Geçen iki hafta koşuşturma içinde geçti. Hastalık safha atladı. Beyne metastaz yapmış dediler, yöntemini bulduk, tedaviye başladık. Sonra başka tahliller de yapıldı. Tam tabiri kullanacak olursam, didik didik edildi babamın bedeni. Tüm değerler normal seviyelerde. Başta karaciğer değerleri biraz bizi ürküttü ama akciğerdeki primer için kullanılan Tarceva denilen ilacı bir gün kestikten sonra eski haline geri döndü. Kısa süreli bir rahatlama yaşadık. Sonra iki gün önce yapılan görüntülemelerin sonuçlarını bugün aldık. Karaciğere metastaz yapmış multiple lezyonlar olduğunu söylemiş, doktor. Abim söyledi. “Başından yakaladık, bunu kontrol altına alacağımızı umuyorum.” diye de eklemiş.

Kanser tek bir kişinin değil, o kişinin ailesinin de hastalığı.

Geceleri ya ölü gibi deliksiz uyuyorum ya da uyuduğum uykuyu anlamıyorum. Moralimi iyi tutmaya çalışıyorum, ki babama, anneme, abime destek olabileyim. Moralimi iyi tutmaya çalışırsam kolay kolay pes etmeyiz, yaptığımız işler darbe almaz. Ki öyle. Ne zaman salsam, kendime bakmasam, başka bir açıdan olayları değerlendirmesem kendimi yıkılmaya hazır bulurdum.

Bana bu durumda güçlü olmayı, daha önce hayatımda karşıma çıkan insanlar öğretti. Beni üzenlere kızmıyorum. Herkesin herkese kattıkları var. Kimse beni üzdü diye kötü değil. Başkalarına iyi olmadıklarını nereden biliyorsun? Hayat bir roman ya da bir film değil. Öyle de, değil. Yani kimseyi karakter olarak değerlendiremezsin. Hayat o yüzden böyle. Yoksa çok gri olurdu. Onlar da iyi ki hayatıma girdiler ve daha sonra gittiler. Hayatıma giren bu insanlar için en sevdiğim sözlerden biridir:

16298709_10155397012815639_2451742319633150997_n
Sevdiklerimiz de öyle sevmediklerimiz de. Ben onların sayesinde daha toleranslı biri oldum. Eminim. Hayatın bana öğrettikleri, savunma mekanizmamı esnek hale getirmemi sağlayan hep onlar.

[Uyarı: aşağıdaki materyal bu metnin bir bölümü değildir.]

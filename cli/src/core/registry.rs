//! # Hey Command Registry
//!
//! File: cli/src/core/registry.rs
//! Author: Christi Mahu
//!
//! ## Overview
//!
//! The registry is the fixed table of operations `hey` knows about. It is
//! filled once by `commands::build_registry` and is read-only afterwards.
//!
//! Operations come in two categories:
//! - **Interactive**: shown in the numbered menu and addressable by index.
//! - **Noninteractive**: hidden from the menu and from numeric addressing,
//!   reachable only by name (or prefix, in short-command mode).
//!
//! Both categories keep insertion order, because a command's menu number is
//! its position in the interactive list.
//!
//! ## Architecture
//!
//! An `Operation` bundles a name, an optional description, its category and
//! an `Action`: a boxed closure that receives an `Invocation` (config, working
//! directory, forwarded arguments) and returns a boxed future. Storing
//! closures rather than a trait object per command keeps registration to one
//! line per command in `commands/mod.rs`.
//!
use crate::core::{
    config::Config,
    error::{HeyError, Result},
};
use futures_util::future::BoxFuture;
use std::fmt;
use std::path::Path;

/// Description shown for operations registered without one.
pub const MISSING_DESCRIPTION: &str = "No description available";

/// Which list an operation is registered in.
#[derive(Debug, Clone, Copy, PartialEq, Eq)]
pub enum Category {
    Interactive,
    Noninteractive,
}

/// Everything an operation gets to see when it runs.
#[derive(Debug, Clone, Copy)]
pub struct Invocation<'a> {
    pub config: &'a Config,
    pub workdir: &'a Path,
    /// Arguments that followed the command on the command line, verbatim.
    pub args: &'a [String],
}

/// The callable part of an operation.
pub type Action =
    Box<dyn for<'a> Fn(Invocation<'a>) -> BoxFuture<'a, Result<()>> + Send + Sync>;

/// A single registered command.
pub struct Operation {
    name: String,
    description: Option<String>,
    category: Category,
    action: Action,
}

impl Operation {
    pub fn name(&self) -> &str {
        &self.name
    }

    /// The one-line description, or a placeholder when none was given.
    pub fn description(&self) -> &str {
        self.description.as_deref().unwrap_or(MISSING_DESCRIPTION)
    }

    pub fn category(&self) -> Category {
        self.category
    }

    /// Runs the operation to completion.
    pub async fn invoke(&self, invocation: Invocation<'_>) -> Result<()> {
        (self.action)(invocation).await
    }
}

impl fmt::Debug for Operation {
    fn fmt(&self, f: &mut fmt::Formatter<'_>) -> fmt::Result {
        f.debug_struct("Operation")
            .field("name", &self.name)
            .field("description", &self.description)
            .field("category", &self.category)
            .finish_non_exhaustive()
    }
}

/// Ordered table of interactive and noninteractive operations.
#[derive(Debug, Default)]
pub struct Registry {
    interactive: Vec<Operation>,
    noninteractive: Vec<Operation>,
}

impl Registry {
    pub fn new() -> Self {
        Self::default()
    }

    /// Adds an operation at the end of its category's list.
    ///
    /// Names are matched case-insensitively, so a name that differs from an
    /// existing one only in letter case counts as a duplicate. This applies
    /// across both categories: a name belongs to exactly one of them.
    pub fn register<F>(
        &mut self,
        name: &str,
        category: Category,
        description: Option<&str>,
        action: F,
    ) -> Result<()>
    where
        F: for<'a> Fn(Invocation<'a>) -> BoxFuture<'a, Result<()>> + Send + Sync + 'static,
    {
        if self.lookup(name).is_some() {
            return Err(HeyError::DuplicateCommand {
                name: name.to_string(),
            }
            .into());
        }
        let operation = Operation {
            name: name.to_string(),
            description: description.map(str::to_string),
            category,
            action: Box::new(action),
        };
        match category {
            Category::Interactive => self.interactive.push(operation),
            Category::Noninteractive => self.noninteractive.push(operation),
        }
        Ok(())
    }

    /// The operations of one category, in registration order.
    pub fn operations(&self, category: Category) -> &[Operation] {
        match category {
            Category::Interactive => &self.interactive,
            Category::Noninteractive => &self.noninteractive,
        }
    }

    /// `(name, description)` pairs of one category, in registration order.
    pub fn list(&self, category: Category) -> Vec<(&str, &str)> {
        self.operations(category)
            .iter()
            .map(|op| (op.name(), op.description()))
            .collect()
    }

    /// All operations, interactive first, each list in registration order.
    pub fn unified(&self) -> impl Iterator<Item = &Operation> {
        self.interactive.iter().chain(self.noninteractive.iter())
    }

    /// Case-insensitive lookup by full name across both categories.
    pub fn lookup(&self, name: &str) -> Option<&Operation> {
        self.unified().find(|op| op.name.eq_ignore_ascii_case(name))
    }

    /// The interactive operation shown under menu number `index`.
    pub fn interactive_at(&self, index: usize) -> Option<&Operation> {
        self.interactive.get(index)
    }

    pub fn interactive_count(&self) -> usize {
        self.interactive.len()
    }
}

// --- Unit Tests ---
#[cfg(test)]
mod tests {
    use super::*;
    use futures_util::FutureExt;
    use std::sync::{Arc, Mutex};

    fn noop(_: Invocation<'_>) -> BoxFuture<'_, Result<()>> {
        async { Ok(()) }.boxed()
    }

    #[test]
    fn test_register_preserves_order_per_category() {
        let mut registry = Registry::new();
        registry
            .register("up", Category::Interactive, Some("Start"), noop)
            .unwrap();
        registry
            .register("dc", Category::Noninteractive, None, noop)
            .unwrap();
        registry
            .register("down", Category::Interactive, Some("Stop"), noop)
            .unwrap();

        assert_eq!(
            registry.list(Category::Interactive),
            vec![("up", "Start"), ("down", "Stop")]
        );
        assert_eq!(
            registry.list(Category::Noninteractive),
            vec![("dc", MISSING_DESCRIPTION)]
        );
        assert_eq!(registry.interactive_count(), 2);
        assert_eq!(registry.interactive_at(1).unwrap().name(), "down");
        assert!(registry.interactive_at(2).is_none());

        let names: Vec<&str> = registry.unified().map(Operation::name).collect();
        assert_eq!(names, vec!["up", "down", "dc"]);
    }

    #[test]
    fn test_lookup_is_case_insensitive_and_spans_categories() {
        let mut registry = Registry::new();
        registry
            .register("get-credentials", Category::Interactive, None, noop)
            .unwrap();
        registry
            .register("dc", Category::Noninteractive, None, noop)
            .unwrap();

        assert_eq!(
            registry.lookup("GET-Credentials").unwrap().name(),
            "get-credentials"
        );
        let dc = registry.lookup("DC").unwrap();
        assert_eq!(dc.category(), Category::Noninteractive);
        assert!(registry.lookup("get").is_none(), "lookup is by full name only");
    }

    #[test]
    fn test_duplicate_names_rejected_within_and_across_categories() {
        let mut registry = Registry::new();
        registry
            .register("logs", Category::Interactive, None, noop)
            .unwrap();

        let same = registry.register("logs", Category::Interactive, None, noop);
        assert!(same.is_err());

        let cross = registry.register("LOGS", Category::Noninteractive, None, noop);
        let err = cross.unwrap_err();
        assert!(matches!(
            err.downcast_ref::<HeyError>(),
            Some(HeyError::DuplicateCommand { .. })
        ));
        assert_eq!(registry.unified().count(), 1);
    }

    #[tokio::test]
    async fn test_invoke_runs_action_with_forwarded_args() {
        let seen: Arc<Mutex<Vec<String>>> = Arc::default();
        let sink = Arc::clone(&seen);
        let mut registry = Registry::new();
        registry
            .register("echo", Category::Interactive, None, move |inv| {
                sink.lock().unwrap().extend(inv.args.iter().cloned());
                async { Ok(()) }.boxed()
            })
            .unwrap();

        let config = Config::default();
        let args = vec!["--tail".to_string(), "5".to_string()];
        let invocation = Invocation {
            config: &config,
            workdir: Path::new("."),
            args: &args,
        };
        registry.lookup("echo").unwrap().invoke(invocation).await.unwrap();

        assert_eq!(*seen.lock().unwrap(), args);
    }
}
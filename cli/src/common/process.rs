//! # Hey Process Execution Utilities (`common::process`)
//!
//! File: cli/src/common/process.rs
//! Author: Christi Mahu
//!
//! ## Overview
//!
//! Every command `hey` offers ends in one or more external processes. This
//! module is the only place they are started, which gives all of them the
//! same behaviour:
//!
//! - **Announce first**: the exact command line is printed before it runs
//!   (``Command: `docker-compose exec django bash` ``), so every side effect
//!   can be audited and re-run by hand.
//! - **Block until done**: processes run one at a time and are awaited.
//! - **Fail loudly**: a nonzero exit becomes `HeyError::ExternalCommand`,
//!   carrying captured stderr when there is any. `main` prints it and exits
//!   nonzero. Nothing is retried.
//!
//! ## Functions
//!
//! - `run`: inherits stdin/stdout/stderr (interactive shells, logs, builds).
//! - `capture`: captures stdout for parsing (tag queries, pod names).
//! - `probe`: like `capture` but never fails on a nonzero exit; used for
//!   readiness checks that are expected to fail for a while.
//!
use crate::core::error::{HeyError, Result};
use anyhow::Context;
use std::process::{Output, Stdio};
use tokio::process::Command;
use tracing::{debug, error};

fn as_strs<S: AsRef<str>>(args: &[S]) -> Vec<&str> {
    args.iter().map(|a| a.as_ref()).collect()
}

/// Joins a program and its arguments the way they are shown to the user.
pub fn command_line<S: AsRef<str>>(program: &str, args: &[S]) -> String {
    std::iter::once(program)
        .chain(as_strs(args))
        .collect::<Vec<_>>()
        .join(" ")
        .trim()
        .to_string()
}

/// Prints the command line about to run.
pub fn announce<S: AsRef<str>>(program: &str, args: &[S]) {
    println!("Command: `{}`", command_line(program, args));
}

fn build<S: AsRef<str>>(program: &str, args: &[S]) -> Command {
    let mut command = Command::new(program);
    command.args(as_strs(args));
    command.stdin(Stdio::inherit());
    command
}

fn exit_code(output_status: std::process::ExitStatus) -> String {
    output_status
        .code()
        .map_or("?".to_string(), |c| c.to_string())
}

/// Runs a command with inherited stdio and waits for it.
pub async fn run<S: AsRef<str>>(program: &str, args: &[S]) -> Result<()> {
    announce(program, args);
    let mut command = build(program, args);
    command.stdout(Stdio::inherit());
    command.stderr(Stdio::inherit());

    let status = command.status().await.with_context(|| {
        format!(
            "Failed to execute command '{}'. Is it installed and in PATH?",
            program
        )
    })?;

    if !status.success() {
        let line = command_line(program, args);
        error!("`{}` failed with exit code {}", line, exit_code(status));
        return Err(HeyError::ExternalCommand {
            cmd: line,
            status: exit_code(status),
            output: "See the output above for details.".to_string(),
        }
        .into());
    }
    debug!("`{}` completed successfully", command_line(program, args));
    Ok(())
}

/// Runs a command without failing on a nonzero exit and returns everything it produced.
pub async fn probe<S: AsRef<str>>(program: &str, args: &[S]) -> Result<Output> {
    announce(program, args);
    let mut command = build(program, args);
    command.stdout(Stdio::piped());
    command.stderr(Stdio::piped());

    let output = command.output().await.with_context(|| {
        format!(
            "Failed to execute command '{}'. Is it installed and in PATH?",
            program
        )
    })?;
    debug!(
        "`{}`: status={}, stdout='{}', stderr='{}'",
        command_line(program, args),
        output.status,
        String::from_utf8_lossy(&output.stdout).trim(),
        String::from_utf8_lossy(&output.stderr).trim()
    );
    Ok(output)
}

/// Runs a command, fails on a nonzero exit, and returns its stdout.
pub async fn capture<S: AsRef<str>>(program: &str, args: &[S]) -> Result<String> {
    let output = probe(program, args).await?;
    if !output.status.success() {
        let stderr = String::from_utf8_lossy(&output.stderr).trim().to_string();
        return Err(HeyError::ExternalCommand {
            cmd: command_line(program, args),
            status: exit_code(output.status),
            output: if stderr.is_empty() {
                "No error message".to_string()
            } else {
                stderr
            },
        }
        .into());
    }
    Ok(String::from_utf8_lossy(&output.stdout).into_owned())
}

Babamın durumunda da güçlü olmama yardımcı olanlar yine onlar. Çok teşekkür ederim hayatıma kattıkları değerlerden dolayı. Pek çok eksik noktayı görmeme yardımcı oldular. Kendileri gördüler mi, bilemem. O da yanıma kâr kalsın, değil mi?

Ben eminim, babam bu hastalıktan bizim sayemizde kurtulacak. Aldığım nefes elverdikçe babamın yanında olmaya devam edeceğim. Eskisinden daha da yaşama bağlı olacağını biliyorum. İnanıyorum. Onun da bize bağlı olduğunu biliyorum. Buna inanıyorum.

Yine beraber olacağız. Bu hayatı daha kalabalık karşılayacağız. Torunlarını da sevecek, onlara hayatını da anlatacak. Çünkü babamın torunlarına anlatmaya değer bir hayatı var.

Seni çok seviyorum babam! Bir an önce iyileş!

Benim sarkastik, hayat dolu, zehir zekalı babama ihtiyacım var, ihtiyacımız var! bu savaşı kazanacaksın ve hep birlikte bayram edeceğiz!!